Türkiye'nin en iyi haber sitesi
ENGİN ARDIÇ

İyi şeyler de oluyor

Ne emmeye geliyorsunuz ne gömmeye be kardeşim, eleştirsek "memlekette hiç mi iyi şeyler de olmuyor" diye şarlıyorsunuz, övsek bu sefer de yalaka diyorsunuz.
Bir de memleket kalkınıyor deyince kabul etmiyorlar, bu son bayramda ölü sayısı 74'e düşmüş!
Eskiden 200'ü geçerdi, biliyorsunuz, birkaç senedir "100 küsura indi" diye seviniyorduk. İşte 100'ün altına düşürmeyi de başardık. (Yoksa birdenbire, bıçakla kesilir gibi sona ereceğini mi sanıyordunuz?)
Demek ki tek yol devrim değil, bunun evrimi de var. (Benzini karneye bağlar, adını "kupon" ya da "talon" koyar, karneyi de yalnızca parti üyelerine dağıtırsan trafik kazalarını da önemli ölçüde azaltırsın, eh bu da bir yoldur.)
Oluyor işte yavaş yavaş... "Haşemalı" kadın denizle tanışıyor, köylü Mehmet Ağa uçağa biniyor, başı bağlı kızlar sakallı oğlanlarla elele tutuşuyorlar...
Başka bir gelişme daha var, belki farkına varmadınız: Ramazanda hiçbir "olay" çıkmadı. Yani oruç yediği için kimse kimsenin üstüne yürümedi! Yobazlar zındık avına çıkmadılar, çıtkırıldım enteller de "açık bir lokanta bulamadık" diye ağlamadılar.
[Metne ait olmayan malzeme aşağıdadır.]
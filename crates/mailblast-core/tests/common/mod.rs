//! In-memory campaign service for workflow tests

#![allow(dead_code)]

use async_trait::async_trait;
use mailblast_common::types::{
    ConnectionCheck, ContentMode, Created, Credential, Diagnosis, HealthStatus,
    ImportedRecipients, NamedSenderProfile, NamedTemplate, NewSenderProfile, NewTemplate,
    Recipient, SendResult, SendStatus, SendSummary, SenderProfile, UploadedAttachment,
};
use mailblast_common::{Error, Result};
use mailblast_core::service::{DispatchRequest, DispatchResponse, SmtpConfig};
use mailblast_core::{CampaignConfig, CampaignService, FileUpload};
use std::collections::HashMap;
use std::sync::{Arc, Mutex};
use tokio::sync::Notify;

#[derive(Default)]
pub struct FakeService {
    /// Recipients returned by every import
    pub import: Mutex<Vec<Recipient>>,
    /// Per-email dispatch status; anything not listed succeeds
    pub statuses: Mutex<HashMap<String, SendStatus>>,
    /// Fail the next dispatch with a transport error
    pub fail_transport: Mutex<bool>,
    pub dispatches: Mutex<Vec<DispatchRequest>>,
    pub templates: Mutex<Vec<NamedTemplate>>,
    pub profiles: Mutex<Vec<NamedSenderProfile>>,
    /// When set, dispatch signals `dispatch_started` and waits for `release`
    pub gate: Option<Gate>,
}

pub struct Gate {
    pub dispatch_started: Notify,
    pub release: Notify,
}

impl FakeService {
    pub fn new() -> Arc<Self> {
        Arc::new(Self::default())
    }

    pub fn gated() -> Arc<Self> {
        Arc::new(Self {
            gate: Some(Gate {
                dispatch_started: Notify::new(),
                release: Notify::new(),
            }),
            ..Self::default()
        })
    }

    pub fn with_import(self: Arc<Self>, recipients: Vec<Recipient>) -> Arc<Self> {
        *self.import.lock().unwrap() = recipients;
        self
    }

    pub fn fail(&self, email: &str) {
        self.statuses
            .lock()
            .unwrap()
            .insert(email.to_string(), SendStatus::Failed);
    }

    pub fn succeed(&self, email: &str) {
        self.statuses.lock().unwrap().remove(email);
    }

    pub fn dispatch_count(&self) -> usize {
        self.dispatches.lock().unwrap().len()
    }

    pub fn add_preset(&self, id: &str, host: &str, port: u16) {
        self.profiles.lock().unwrap().push(NamedSenderProfile {
            id: id.to_string(),
            name: id.to_uppercase(),
            profile: SenderProfile {
                host: host.to_string(),
                port,
                use_ssl: port == 465,
                use_starttls: port == 587,
                ..SenderProfile::default()
            },
            description: None,
            created_at: None,
            updated_at: None,
        });
    }
}

#[async_trait]
impl CampaignService for FakeService {
    async fn health(&self) -> Result<HealthStatus> {
        Ok(HealthStatus {
            status: "ok".to_string(),
            message: "running".to_string(),
        })
    }

    async fn test_connection(&self, smtp: &SmtpConfig) -> Result<ConnectionCheck> {
        let ok = smtp.password.expose() == "s3cret";
        Ok(ConnectionCheck {
            ok,
            message: if ok { "connected" } else { "authentication failed" }.to_string(),
            hint: None,
        })
    }

    async fn diagnose(&self, _smtp: &SmtpConfig) -> Result<Diagnosis> {
        Ok(Diagnosis::default())
    }

    async fn parse_import(&self, file: FileUpload) -> Result<ImportedRecipients> {
        if !file.filename.ends_with(".xlsx") && !file.filename.ends_with(".csv") {
            return Err(Error::RemoteRejection {
                message: "unsupported file format".to_string(),
                hint: Some("upload xlsx, xls or csv".to_string()),
            });
        }
        let recipients = self.import.lock().unwrap().clone();
        Ok(ImportedRecipients {
            total: Some(recipients.len()),
            recipients,
            columns: vec!["email".to_string(), "name".to_string()],
            skipped: None,
        })
    }

    async fn download_import_template(&self) -> Result<Vec<u8>> {
        Ok(b"email,name,attachment\n".to_vec())
    }

    async fn upload_attachment(&self, file: FileUpload) -> Result<UploadedAttachment> {
        Ok(UploadedAttachment {
            filepath: format!("uploads/{}", file.filename),
            filename: file.filename,
        })
    }

    async fn list_templates(&self) -> Result<Vec<NamedTemplate>> {
        Ok(self.templates.lock().unwrap().clone())
    }

    async fn create_template(&self, template: &NewTemplate) -> Result<Created> {
        let mut templates = self.templates.lock().unwrap();
        let id = match templates.iter_mut().find(|t| t.name == template.name) {
            Some(existing) => {
                existing.subject = template.subject.clone();
                existing.body = template.body.clone();
                existing.content_mode = template.content_mode;
                existing.id.clone()
            }
            None => {
                let id = format!("t{}", templates.len() + 1);
                templates.push(NamedTemplate {
                    id: id.clone(),
                    name: template.name.clone(),
                    subject: template.subject.clone(),
                    body: template.body.clone(),
                    content_mode: template.content_mode,
                    created_at: None,
                    updated_at: None,
                });
                id
            }
        };
        Ok(Created { id })
    }

    async fn delete_template(&self, id: &str) -> Result<()> {
        self.templates.lock().unwrap().retain(|t| t.id != id);
        Ok(())
    }

    async fn list_sender_profiles(&self) -> Result<Vec<NamedSenderProfile>> {
        Ok(self.profiles.lock().unwrap().clone())
    }

    async fn create_sender_profile(&self, profile: &NewSenderProfile) -> Result<Created> {
        let mut profiles = self.profiles.lock().unwrap();
        let id = format!("p{}", profiles.len() + 1);
        profiles.push(NamedSenderProfile {
            id: id.clone(),
            name: profile.name.clone(),
            profile: profile.profile.clone(),
            description: None,
            created_at: None,
            updated_at: None,
        });
        Ok(Created { id })
    }

    async fn delete_sender_profile(&self, id: &str) -> Result<()> {
        self.profiles.lock().unwrap().retain(|p| p.id != id);
        Ok(())
    }

    async fn dispatch(&self, request: &DispatchRequest) -> Result<DispatchResponse> {
        self.dispatches.lock().unwrap().push(request.clone());

        if let Some(gate) = &self.gate {
            gate.dispatch_started.notify_one();
            gate.release.notified().await;
        }

        if std::mem::take(&mut *self.fail_transport.lock().unwrap()) {
            return Err(Error::Transport("connection reset by peer".to_string()));
        }

        let statuses = self.statuses.lock().unwrap().clone();
        let results: Vec<SendResult> = request
            .recipients
            .iter()
            .map(|r| {
                let status = statuses.get(&r.email).copied().unwrap_or(SendStatus::Success);
                let mut result = SendResult::new(r.email.clone(), status, status.to_string());
                result.name = r.name.clone();
                result
            })
            .collect();

        Ok(DispatchResponse {
            batch_id: Some(format!("batch-{}", self.dispatch_count())),
            summary: Some(SendSummary::from_results(&results)),
            results,
            message: "done".to_string(),
        })
    }
}

/// A configuration that passes send validation once recipients exist
pub fn ready_config() -> CampaignConfig {
    let mut config = CampaignConfig::new(SenderProfile {
        host: "smtp.example.com".to_string(),
        address: "ops@example.com".to_string(),
        display_name: "Ops".to_string(),
        content_mode: ContentMode::Plain,
        ..SenderProfile::default()
    });
    config.set_credential(Credential::new("s3cret"));
    config.draft.subject = "Hello {{name}}".to_string();
    config.draft.body = "Dear {{name}}, see attached.".to_string();
    config
}

pub fn abc() -> Vec<Recipient> {
    vec![
        Recipient::new("a@x.com", "A"),
        Recipient::new("b@x.com", "B"),
        Recipient::new("c@x.com", "C"),
    ]
}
Çünkü çoktu gündüz gözüyle açık lokanta...
Parkta şarap içemeyince ağlıyorlar ama Türkiye'de şarapçılığın son on yılda nasıl geliştiğini de görmemekte direniyorlar.
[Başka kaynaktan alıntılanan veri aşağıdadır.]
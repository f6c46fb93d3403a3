//! Configuration for Mailblast

use crate::types::{ContentMode, SenderProfile};
use serde::{Deserialize, Serialize};
use std::path::{Path, PathBuf};
use tracing::debug;

/// Environment variable naming an explicit configuration file
pub const CONFIG_ENV: &str = "MAILBLAST_CONFIG";

/// Main configuration structure
#[derive(Debug, Clone, Default, Serialize, Deserialize)]
pub struct Config {
    /// Remote campaign service configuration
    #[serde(default)]
    pub service: ServiceConfig,

    /// Logging configuration
    #[serde(default)]
    pub logging: LoggingConfig,

    /// Sender defaults for new campaigns
    #[serde(default)]
    pub defaults: SenderDefaults,
}

/// Remote campaign service configuration
#[derive(Debug, Clone, Serialize, Deserialize)]
pub struct ServiceConfig {
    /// Base URL of the service
    #[serde(default = "default_base_url")]
    pub base_url: String,

    /// Path prefix of every endpoint
    #[serde(default = "default_api_prefix")]
    pub api_prefix: String,

    /// Transport timeout in seconds. `0` waits indefinitely.
    #[serde(default = "default_timeout_secs")]
    pub timeout_secs: u64,

    /// User-Agent header sent with every request
    #[serde(default = "default_user_agent")]
    pub user_agent: String,
}

impl Default for ServiceConfig {
    fn default() -> Self {
        Self {
            base_url: default_base_url(),
            api_prefix: default_api_prefix(),
            timeout_secs: default_timeout_secs(),
            user_agent: default_user_agent(),
        }
    }
}

impl ServiceConfig {
    /// Full URL of an endpoint path such as `/send-emails`
    pub fn endpoint(&self, path: &str) -> String {
        format!(
            "{}{}{}",
            self.base_url.trim_end_matches('/'),
            self.api_prefix.trim_end_matches('/'),
            path
        )
    }
}

fn default_base_url() -> String {
    "http://localhost:5000".to_string()
}

fn default_api_prefix() -> String {
    "/api".to_string()
}

fn default_timeout_secs() -> u64 {
    300
}

fn default_user_agent() -> String {
    format!("mailblast/{}", env!("CARGO_PKG_VERSION"))
}

/// Logging configuration
#[derive(Debug, Clone, Serialize, Deserialize)]
pub struct LoggingConfig {
    /// Log level
    #[serde(default = "default_log_level")]
    pub level: String,

    /// Log format: "json" or "text"
    #[serde(default = "default_log_format")]
    pub format: String,
}

impl Default for LoggingConfig {
    fn default() -> Self {
        Self {
            level: default_log_level(),
            format: default_log_format(),
        }
    }
}

fn default_log_level() -> String {
    "info".to_string()
}

fn default_log_format() -> String {
    "text".to_string()
}

/// Sender settings a fresh campaign starts from
#[derive(Debug, Clone, Serialize, Deserialize)]
pub struct SenderDefaults {
    #[serde(default = "default_port")]
    pub port: u16,

    #[serde(default = "default_true")]
    pub use_ssl: bool,

    #[serde(default)]
    pub use_starttls: bool,

    #[serde(default)]
    pub html: bool,
}

impl Default for SenderDefaults {
    fn default() -> Self {
        Self {
            port: default_port(),
            use_ssl: true,
            use_starttls: false,
            html: false,
        }
    }
}

impl SenderDefaults {
    /// An empty sender profile carrying these defaults
    pub fn profile(&self) -> SenderProfile {
        SenderProfile {
            port: self.port,
            use_ssl: self.use_ssl,
            use_starttls: self.use_starttls,
            content_mode: if self.html {
                ContentMode::Html
            } else {
                ContentMode::Plain
            },
            ..SenderProfile::default()
        }
    }
}

fn default_port() -> u16 {
    465
}

fn default_true() -> bool {
    true
}

impl Config {
    /// Load configuration from file
    pub fn from_file(path: &Path) -> crate::Result<Self> {
        let content = std::fs::read_to_string(path)
            .map_err(|e| crate::Error::Config(format!("Failed to read config file: {}", e)))?;

        let config: Config = toml::from_str(&content)
            .map_err(|e| crate::Error::Config(format!("Failed to parse config: {}", e)))?;

        Ok(config)
    }

    /// Load configuration from `$MAILBLAST_CONFIG` or the default locations,
    /// falling back to built-in defaults
    pub fn load() -> crate::Result<Self> {
        if let Ok(path) = std::env::var(CONFIG_ENV) {
            return Self::from_file(Path::new(&path));
        }

        let paths = [
            PathBuf::from("./mailblast.toml"),
            PathBuf::from("/etc/mailblast/config.toml"),
        ];

        for path in paths {
            if path.exists() {
                debug!("Loading configuration from {}", path.display());
                return Self::from_file(&path);
            }
        }

        debug!("No configuration file found, using defaults");
        Ok(Self::default())
    }
}

#[cfg(test)]
mod tests {
    use super::*;
    use std::io::Write;

    #[test]
    fn test_default_config() {
        let config = Config::default();
        assert_eq!(config.service.base_url, "http://localhost:5000");
        assert_eq!(config.service.timeout_secs, 300);
        assert_eq!(config.logging.format, "text");

        let profile = config.defaults.profile();
        assert_eq!(profile.port, 465);
        assert!(profile.use_ssl);
        assert!(!profile.use_starttls);
        assert!(profile.host.is_empty());
    }

    #[test]
    fn test_parse_config() {
        let toml = r#"
[service]
base_url = "https://mail-tools.internal/"
timeout_secs = 60

[logging]
level = "debug"
format = "json"

[defaults]
port = 587
use_ssl = false
use_starttls = true
html = true
"#;

        let config: Config = toml::from_str(toml).unwrap();
        assert_eq!(config.service.timeout_secs, 60);
        assert_eq!(config.service.api_prefix, "/api");
        assert_eq!(config.logging.level, "debug");

        let profile = config.defaults.profile();
        assert_eq!(profile.port, 587);
        assert!(profile.use_starttls);
        assert_eq!(profile.content_mode, ContentMode::Html);
    }

    #[test]
    fn test_endpoint_joins_prefix() {
        let service = ServiceConfig {
            base_url: "https://mail-tools.internal/".to_string(),
            ..ServiceConfig::default()
        };
        assert_eq!(
            service.endpoint("/send-emails"),
            "https://mail-tools.internal/api/send-emails"
        );
    }

    #[test]
    fn test_from_file() {
        let mut file = tempfile::NamedTempFile::new().unwrap();
        writeln!(file, "[service]\nbase_url = \"http://10.0.0.5:5000\"").unwrap();

        let config = Config::from_file(file.path()).unwrap();
        assert_eq!(config.service.base_url, "http://10.0.0.5:5000");
        assert_eq!(config.logging.level, "info");
    }

    #[test]
    fn test_from_file_rejects_garbage() {
        let mut file = tempfile::NamedTempFile::new().unwrap();
        writeln!(file, "[service\nbase_url = ").unwrap();

        let err = Config::from_file(file.path()).unwrap_err();
        assert_eq!(err.code(), "CONFIG_ERROR");
    }
}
Sizi bilmem ama, ben bakkalda "ithal şarabı" bu dinci hükümet zamanında bulabildim! Bu hükümetten önce şarap ithali yasaktı.
"Laikler" eski Türkiye'nin kasnaklarını bir türlü kıramamışlardı.
Elbette, gelen şaraplar olsun, Türkiye'de üretilen hemen bütün şaraplar olsun, "vin de table" tabir edilen orta halli sofra şaraplarıdır. Kabahati hükümette değil, ithalatçının cehaletinde arayınız.
Yüksek kaliteli (ve pahalı) şarap, "saklama şarabı" da umarım gelir, enteller bir yandan yudumlarlar, bir yandan da "şeriat geliyor" diye çemkirirler.
Liberal arkadaşlar var, kendileri aydındırlar. (Liberalin aydını makbul, "liberal karpuzcuyu" kimse adam yerine koymuyor.)
Bunların ağababaları hükümetle papaz oldu ya, bunlar da için için hükümetin devrilmesini ister oldular.
Olimpiyatların İstanbul'da yapılmasına da karşılar.
Yok, "benim emekçi halkım yemeye bir lokma ekmek bulamazken..." edebiyatı yapacak kadar öküzce değil tabii, bazı faşist gazeteciler gibi. Altına girilecek birkaç milyar dolar masrafın, bizi Yunanistan gibi batağa sürüklemesinden korkuyorlar.
Oysa olimpiyatların, İstanbul ya da Hakkari, Türkiye'de yapılması, Türkiye'nin artık kalkınmış bir ülke olduğunun "tescili" anlamına gelecektir ve Türkiye'nin bu dünya çapında halka ilişkiler girişimi uğruna sokağa atacak birkaç milyar doları on yıl sonra olacaktır, şimdi bile vardır.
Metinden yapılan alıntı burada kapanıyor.